Below are some records; each one is to be set down again exactly.

Stored items:
=== Section Start ===

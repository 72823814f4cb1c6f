//! Retry budget.
//!
//! # Responsibilities
//! - Cap retries by attempt count AND wall-clock time, whichever runs out first
//! - Tell the caller how long it may still sleep or wait on a request
//!
//! # Design Decisions
//! - Fixed interval, no jitter: one operation polls one transaction
//! - The clock starts when the budget is created, so an initial delay
//!   counts against it

use std::time::Duration;
use tokio::time::Instant;

/// Bounded attempts within a time window.
#[derive(Debug, Clone)]
pub struct RetryBudget {
    max_attempts: u32,
    attempts: u32,
    deadline: Instant,
}

impl RetryBudget {
    pub fn new(max_attempts: u32, window: Duration) -> Self {
        Self {
            max_attempts,
            attempts: 0,
            deadline: Instant::now() + window,
        }
    }

    /// Claim the next attempt. Returns its 1-based number, or `None` when
    /// the budget is spent.
    pub fn next_attempt(&mut self) -> Option<u32> {
        if self.attempts >= self.max_attempts || Instant::now() >= self.deadline {
            return None;
        }
        self.attempts += 1;
        Some(self.attempts)
    }

    pub fn attempts(&self) -> u32 {
        self.attempts
    }

    /// True once no further attempt will be granted.
    pub fn is_exhausted(&self) -> bool {
        self.attempts >= self.max_attempts || Instant::now() >= self.deadline
    }

    /// Time left in the window.
    pub fn remaining(&self) -> Duration {
        self.deadline.saturating_duration_since(Instant::now())
    }

    /// `wanted`, shortened to what is left of the window.
    pub fn clamp_wait(&self, wanted: Duration) -> Duration {
        wanted.min(self.remaining())
    }
}

#[cfg(test)]
mod tests {
    use super::*;

    #[test]
    fn test_attempt_cap() {
        let mut budget = RetryBudget::new(3, Duration::from_secs(60));
        assert_eq!(budget.next_attempt(), Some(1));
        assert_eq!(budget.next_attempt(), Some(2));
        assert!(!budget.is_exhausted());
        assert_eq!(budget.next_attempt(), Some(3));
        assert!(budget.is_exhausted());
        assert_eq!(budget.next_attempt(), None);
        assert_eq!(budget.attempts(), 3);
    }

    #[tokio::test]
    async fn test_window_cap() {
        let mut budget = RetryBudget::new(100, Duration::from_millis(30));
        assert_eq!(budget.next_attempt(), Some(1));
        tokio::time::sleep(Duration::from_millis(50)).await;
        assert_eq!(budget.next_attempt(), None);
        assert_eq!(budget.clamp_wait(Duration::from_secs(1)), Duration::ZERO);
    }

    #[tokio::test]
    async fn test_remaining_shrinks() {
        let budget = RetryBudget::new(5, Duration::from_millis(200));
        assert!(budget.remaining() <= Duration::from_millis(200));
        tokio::time::sleep(Duration::from_millis(250)).await;
        assert_eq!(budget.remaining(), Duration::ZERO);
        assert!(budget.is_exhausted());
    }

    #[test]
    fn test_clamp_wait() {
        let budget = RetryBudget::new(1, Duration::from_secs(10));
        assert_eq!(budget.clamp_wait(Duration::from_millis(5)), Duration::from_millis(5));
        assert!(budget.clamp_wait(Duration::from_secs(60)) <= Duration::from_secs(10));
    }
}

=== Section End ===

Task solution:
repository 72823814f4cb1c6f
//! Retry budget.
//!
//! # Responsibilities
//! - Cap retries by attempt count AND wall-clock time, whichever runs out first
//! - Tell the caller how long it may still sleep or wait on a request
//!
//! # Design Decisions
//! - Fixed interval, no jitter: one operation polls one transaction
//! - The clock starts when the budget is created, so an initial delay
//!   counts against it

use std::time::Duration;
use tokio::time::Instant;

/// Bounded attempts within a time window.
#[derive(Debug, Clone)]
pub struct RetryBudget {
    max_attempts: u32,
    attempts: u32,
    deadline: Instant,
}

impl RetryBudget {
    pub fn new(max_attempts: u32, window: Duration) -> Self {
        Self {
            max_attempts,
            attempts: 0,
            deadline: Instant::now() + window,
        }
    }

    /// Claim the next attempt. Returns its 1-based number, or `None` when
    /// the budget is spent.
    pub fn next_attempt(&mut self) -> Option<u32> {
        if self.attempts >= self.max_attempts || Instant::now() >= self.deadline {
            return None;
        }
        self.attempts += 1;
        Some(self.attempts)
    }

    pub fn attempts(&self) -> u32 {
        self.attempts
    }

    /// True once no further attempt will be granted.
    pub fn is_exhausted(&self) -> bool {
        self.attempts >= self.max_attempts || Instant::now() >= self.deadline
    }

    /// Time left in the window.
    pub fn remaining(&self) -> Duration {
        self.deadline.saturating_duration_since(Instant::now())
    }

    /// `wanted`, shortened to what is left of the window.
    pub fn clamp_wait(&self, wanted: Duration) -> Duration {
        wanted.min(self.remaining())
    }
}

#[cfg(test)]
mod tests {
    use super::*;

    #[test]
    fn test_attempt_cap() {
        let mut budget = RetryBudget::new(3, Duration::from_secs(60));
        assert_eq!(budget.next_attempt(), Some(1));
        assert_eq!(budget.next_attempt(), Some(2));
        assert!(!budget.is_exhausted());
        assert_eq!(budget.next_attempt(), Some(3));
        assert!(budget.is_exhausted());
        assert_eq!(budget.next_attempt(), None);
        assert_eq!(budget.attempts(), 3);
    }

    #[tokio::test]
    async fn test_window_cap() {
        let mut budget = RetryBudget::new(100, Duration::from_millis(30));
        assert_eq!(budget.next_attempt(), Some(1));
        tokio::time::sleep(Duration::from_millis(50)).await;
        assert_eq!(budget.next_attempt(), None);
        assert_eq!(budget.clamp_wait(Duration::from_secs(1)), Duration::ZERO);
    }

    #[tokio::test]
    async fn test_remaining_shrinks() {
        let budget = RetryBudget::new(5, Duration::from_millis(200));
        assert!(budget.remaining() <= Duration::from_millis(200));
        tokio::time::sleep(Duration::from_millis(250)).await;
        assert_eq!(budget.remaining(), Duration::ZERO);
        assert!(budget.is_exhausted());
    }

    #[test]
    fn test_clamp_wait() {
        let budget = RetryBudget::new(1, Duration::from_secs(10));
        assert_eq!(budget.clamp_wait(Duration::from_millis(5)), Duration::from_millis(5));
        assert!(budget.clamp_wait(Duration::from_secs(60)) <= Duration::from_secs(10));
    }
}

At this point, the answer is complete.